PS 30-7
Estimating sediment carbon accumulation rates in the Plum Island Estuary (MA) salt marsh

Wednesday, August 13, 2014
Exhibit Hall, Sacramento Convention Center
Joy S. Semien, STEM, Dillard University, New Orleans, LA
Anne E. Giblin, The Ecosystems Center, Marine Biological Laboratory, Woods Hole, MA
Inke Forbrich, The Ecosystems Center, Marine Biological Laboratory, Woods Hole, MA
Background/Question/Methods

Globally, sea level is now rising at approximately 3.2 mm per year and expected to accelerate (IPCC). Whether or not marshes are keeping up with this rate of sea-level rise is an important question.  Salt marshes sequester a significant amount of carbon per unit area when compared to other ecosystems and provide other important ecosystem services such as providing nursery grounds for fish and removing nutrients. This study examined the resiliency salt marshes in the Plum Island estuary to sea level rise. Sediment cores were extracted from Spartina alterniflora tall, Spartina alterniflora short, Spartina patens, and a salt marsh and sectioned into 2 cm sections.  Sedimentation rates were estimated by finding the 137Cs peak and assuming that this represented 1963.  The amount of carbon in each section was measured using an elemental analyzer.  Selected sections were analyzed for del 13C to determine past vegetation composition.  Carbon accumulation rates averaged over the last 50 years were compared to annual net C exchange between the marsh and the atmosphere measured using eddy covariance techniques. 

Results/Conclusions

The results showed that Plum Island estuary salt marsh is currently keeping up with rising sea levels having an average sediment accumulation rate of 3.3 mm/yr in all of the vegetated areas with slightly lower rates in ponds. C carbon accumulation rates were highest in short Spartina alterniflora and, Spartina patens, where they averaged over 75 g C m-2 y-1, and somewhat lower in tall Spartina alterniflora sediments.  Lowest accumulation rates were in the pond which averaged about55 g C m-2 y-1. Carbon accumulation rates from this study were compared to net carbon exchange calculated from annual eddy flux data.
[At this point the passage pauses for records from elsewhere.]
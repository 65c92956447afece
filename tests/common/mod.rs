//! Shared test helpers for integration tests
//!
//! Note: Functions may appear unused because each test file compiles separately.

#![allow(dead_code)]

use formula::model::{EditorModel, SensorRecord, Token};
use formula::sensors::StaticDirectory;

/// Create a test model over a small fixed sensor directory
pub fn test_model() -> EditorModel {
    EditorModel::new(Box::new(StaticDirectory::new(test_sensors())))
}

/// The sensor catalog used across tests
pub fn test_sensors() -> Vec<SensorRecord> {
    vec![
        SensorRecord::new("temperature", "温度", "plant.zone1.temperature"),
        SensorRecord::new("pressure", "圧力", "plant.zone1.pressure"),
        SensorRecord::new("flow-rate", "流量", "plant.zone2.flow"),
        SensorRecord::new("humidity", "湿度", "plant.zone2.humidity"),
    ]
}

/// Create a test model pre-filled with tokens (cursor ends up at the end)
pub fn model_with_tokens(tokens: Vec<Token>) -> EditorModel {
    let mut model = test_model();
    for token in tokens {
        model.formula.insert_token(token);
    }
    model
}

/// Shorthand for a sensor token without directory lookup
pub fn sensor(id: &str) -> Token {
    Token::sensor(SensorRecord::new(id, format!("{id} (name)"), format!("plant.{id}")))
}

pub fn operator(symbol: &str) -> Token {
    Token::operator(symbol)
}

/// Type a string character by character through the input layer
pub fn type_str(model: &mut EditorModel, text: &str) {
    for ch in text.chars() {
        formula::input::handle_key(model, formula::input::Key::Char(ch));
    }
}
While both the sediment C accumulation data and the eddy covariance data suggest that the marsh has been and is currently a sink to the atmosphere, carbon storage rates from eddy covariance were nearly double those of sediment C accumulation rates.  This may be because the eddy covariance does not take into account losses of C from the system in water.   At all locations  13C isotopes suggested that  much of carbon being buried in the sediments likely came from  C¬4 plants that are native to the marsh with a much smaller percentage attributed to algal or terrestrial material.